**Task details**: Among the entries below, take the line with "fn round_robin_split<T: PrimInt" and the line with "(0..=blimit)", and output them and every line between them exactly, with nothing else.

Stored data entries:
━━━━━━━━━━
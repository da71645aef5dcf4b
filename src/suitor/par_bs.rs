// ============================================================================
// This code is part of Rusty-BSuitor.
// ----------------------------------------------------------------------------
// MIT License
//
// Copyright (c) 2023-present Javad Abdi, Mark C. Jeffrey
//
// Permission is hereby granted, free of charge, to any person obtaining a copy
// of this software and associated documentation files (the "Software"), to deal
// in the Software without restriction, including without limitation the rights
// to use, copy, modify, merge, publish, distribute, sublicense, and/or sell
// copies of the Software, and to permit persons to whom the Software is
// furnished to do so, subject to the following conditions:
//
// The above copyright notice and this permission notice shall be included in all
// copies or substantial portions of the Software.
//
// THE SOFTWARE IS PROVIDED "AS IS", WITHOUT WARRANTY OF ANY KIND, EXPRESS OR
// IMPLIED, INCLUDING BUT NOT LIMITED TO THE WARRANTIES OF MERCHANTABILITY,
// FITNESS FOR A PARTICULAR PURPOSE AND NONINFRINGEMENT. IN NO EVENT SHALL THE
// AUTHORS OR COPYRIGHT HOLDERS BE LIABLE FOR ANY CLAIM, DAMAGES OR OTHER
// LIABILITY, WHETHER IN AN ACTION OF CONTRACT, TORT OR OTHERWISE, ARISING FROM,
// OUT OF OR IN CONNECTION WITH THE SOFTWARE OR THE USE OR OTHER DEALINGS IN THE
// SOFTWARE.
// ============================================================================

use std::sync::atomic::AtomicU32;

use num_traits::PrimInt;
use rayon::prelude::*;

use crate::{ DefInt, ORDER };
use crate::common::graph::{ Prio, WghAdjGraph };
use super::lock::{ SpinLock, SpinGuard };
use super::suitor_set::{ SuitorEntry, SuitorSet };

/// Round-based parallel b-Suitor state. Owns everything a sweep
/// mutates: per-vertex capacities, per-round proposal budgets, the
/// lock-guarded suitor sets and the displacement counters. The graph
/// is borrowed and reused unmodified across sweeps.
pub struct BSuitor<'a> {
    g: &'a WghAdjGraph,
    cap: Vec<DefInt>,
    budget: Vec<DefInt>,
    suitors: Vec<SpinLock<SuitorSet>>,
    displaced: Vec<AtomicU32>,
}

impl<'a> BSuitor<'a> {
    pub fn new(g: &'a WghAdjGraph) -> Self {
        let n = g.num_vertices();
        Self {
            g,
            cap: vec![0; n],
            budget: vec![0; n],
            suitors: (0..n).map(|_| SpinLock::new(SuitorSet::new())).collect(),
            displaced: (0..n).map(|_| AtomicU32::new(0)).collect(),
        }
    }

    /// Single-threaded sweep reset: capacities from the policy, empty
    /// sets, zeroed counters, full proposal budgets. The policy sees
    /// the *original* vertex identifier, once per vertex.
    fn reset<P>(&mut self, sweep: usize, policy: &P) where
        P: Fn(usize, DefInt) -> DefInt,
    {
        for v in 0..self.g.num_vertices() {
            let c = policy(sweep, self.g.ext[v]);
            self.cap[v] = c;
            self.budget[v] = c;
            self.suitors[v].get_mut().clear();
            *self.displaced[v].get_mut() = 0;
        }
    }

    /// Scans `u`'s adjacency in stored (strongest-first) order for the
    /// first target that would accept it right now, and returns with
    /// that target's lock still held so the acceptance is atomic.
    /// `None` means `u` has no remaining prospect and goes inactive.
    fn find_eligible(&self, u: usize)
        -> Option<(DefInt, usize, SpinGuard<'_, SuitorSet>)>
    {
        let ext_u = self.g.ext[u];
        for ngh in self.g.neighbors(u) {
            let v = ngh.v as usize;
            let s = self.suitors[v].lock();
            let cap = self.cap[v] as usize;
            let cand = Prio::new(ngh.w, ext_u);
            if !s.has_suitor(u as DefInt)
                && (s.len() < cap
                    || (cap > 0
                        && s.weakest().map_or(false, |e| cand > e.prio())))
            {
                return Some((ngh.w, v, s));
            }
        }
        None
    }

    /// Commits an eligible proposal under the target's lock. A vertex
    /// evicted for the first time this round lands in the worker's
    /// private buffer; the counter keeps later evictions from queueing
    /// it twice while still crediting each one.
    fn accept(
        &self,
        v: usize,
        w: DefInt,
        u: usize,
        mut s: SpinGuard<'_, SuitorSet>,
        evicted: &mut Vec<DefInt>,
    ) {
        let e = SuitorEntry::new(w, self.g.ext[u], u as DefInt);
        if let Some(out) = s.insert(e, self.cap[v] as usize) {
            if self.displaced[out.v as usize].fetch_add(1, ORDER) == 0 {
                evicted.push(out.v);
            }
        }
    }

    /// One worker's share of a round. At most one vertex lock is held
    /// at any point, so workers cannot deadlock.
    fn run_partition(&self, part: &[DefInt]) -> Vec<DefInt> {
        let mut evicted = Vec::new();
        for &u in part {
            let u = u as usize;
            let mut granted: DefInt = 0;
            while granted < self.budget[u] {
                match self.find_eligible(u) {
                    None => break,
                    Some((w, v, s)) => {
                        granted += 1;
                        self.accept(v, w, u, s, &mut evicted);
                    }
                }
            }
        }
        evicted
    }

    /// Runs one capacity sweep to its fixpoint and returns the total
    /// matched weight. Every round snapshots the active queue, fans the
    /// snapshot out round-robin over `threads` workers, joins them all,
    /// re-queues the round's displaced vertices and turns each vertex's
    /// displacement count into its next proposal budget.
    pub fn run_sweep<P>(&mut self, sweep: usize, threads: usize, policy: &P)
        -> u64 where
        P: Fn(usize, DefInt) -> DefInt,
    {
        self.reset(sweep, policy);
        let n = self.g.num_vertices();
        // initial queue: every vertex once, already distinct
        let mut queue: Vec<DefInt> = (0..n as DefInt).collect();

        while !queue.is_empty() {
            let snapshot = std::mem::take(&mut queue);
            let parts = round_robin_split(&snapshot, threads);

            let this = &*self;
            let buffers: Vec<Vec<DefInt>> = parts
                .into_par_iter()
                .map(|p| this.run_partition(&p))
                .collect(); // full barrier: no round overlap

            for r in buffers {
                queue.extend(r);
            }
            for v in 0..n {
                self.budget[v] = self.displaced[v].swap(0, ORDER);
            }
        }

        self.matched_weight()
    }

    /// Each accepted edge is recorded from both endpoints, so the raw
    /// sum is even and halves to the matched weight.
    pub fn matched_weight(&self) -> u64 {
        let sum: u64 = self.suitors
            .iter()
            .map(|s| s.lock().total_weight())
            .sum();
        debug_assert!(sum % 2 == 0, "asymmetric acceptance");
        sum / 2
    }

    /// Snapshot of one vertex's accepted proposals, strongest first.
    pub fn suitors(&self, v: usize) -> Vec<SuitorEntry> {
        self.suitors[v].lock().entries().to_vec()
    }
}

fn round_robin_split<T: PrimInt + Send>(items: &[T], k: usize) -> Vec<Vec<T>> {
    let k = k.max(1);
    let mut parts: Vec<Vec<T>> = (0..k)
        .map(|_| Vec::with_capacity(items.len() / k + 1))
        .collect();
    for (i, &x) in items.iter().enumerate() {
        parts[i % k].push(x);
    }
    parts
}

/// Sweeps ascending capacity bounds `0..=blimit` over the graph and
/// returns the total matched weight per sweep.
pub fn b_suitor<P>(
    g: &WghAdjGraph,
    threads: usize,
    blimit: usize,
    policy: P
) -> Vec<u64> where
    P: Fn(usize, DefInt) -> DefInt,
{
    let mut bs = BSuitor::new(g);
    (0..=blimit)
        .map(|sweep| bs.run_sweep(sweep, threads, &policy))
        .collect()
}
━━━━━━━━━━
**Response area**:
fn round_robin_split<T: PrimInt + Send>(items: &[T], k: usize) -> Vec<Vec<T>> {
    let k = k.max(1);
    let mut parts: Vec<Vec<T>> = (0..k)
        .map(|_| Vec::with_capacity(items.len() / k + 1))
        .collect();
    for (i, &x) in items.iter().enumerate() {
        parts[i % k].push(x);
    }
    parts
}

/// Sweeps ascending capacity bounds `0..=blimit` over the graph and
/// returns the total matched weight per sweep.
pub fn b_suitor<P>(
    g: &WghAdjGraph,
    threads: usize,
    blimit: usize,
    policy: P
) -> Vec<u64> where
    P: Fn(usize, DefInt) -> DefInt,
{
    let mut bs = BSuitor::new(g);
    (0..=blimit)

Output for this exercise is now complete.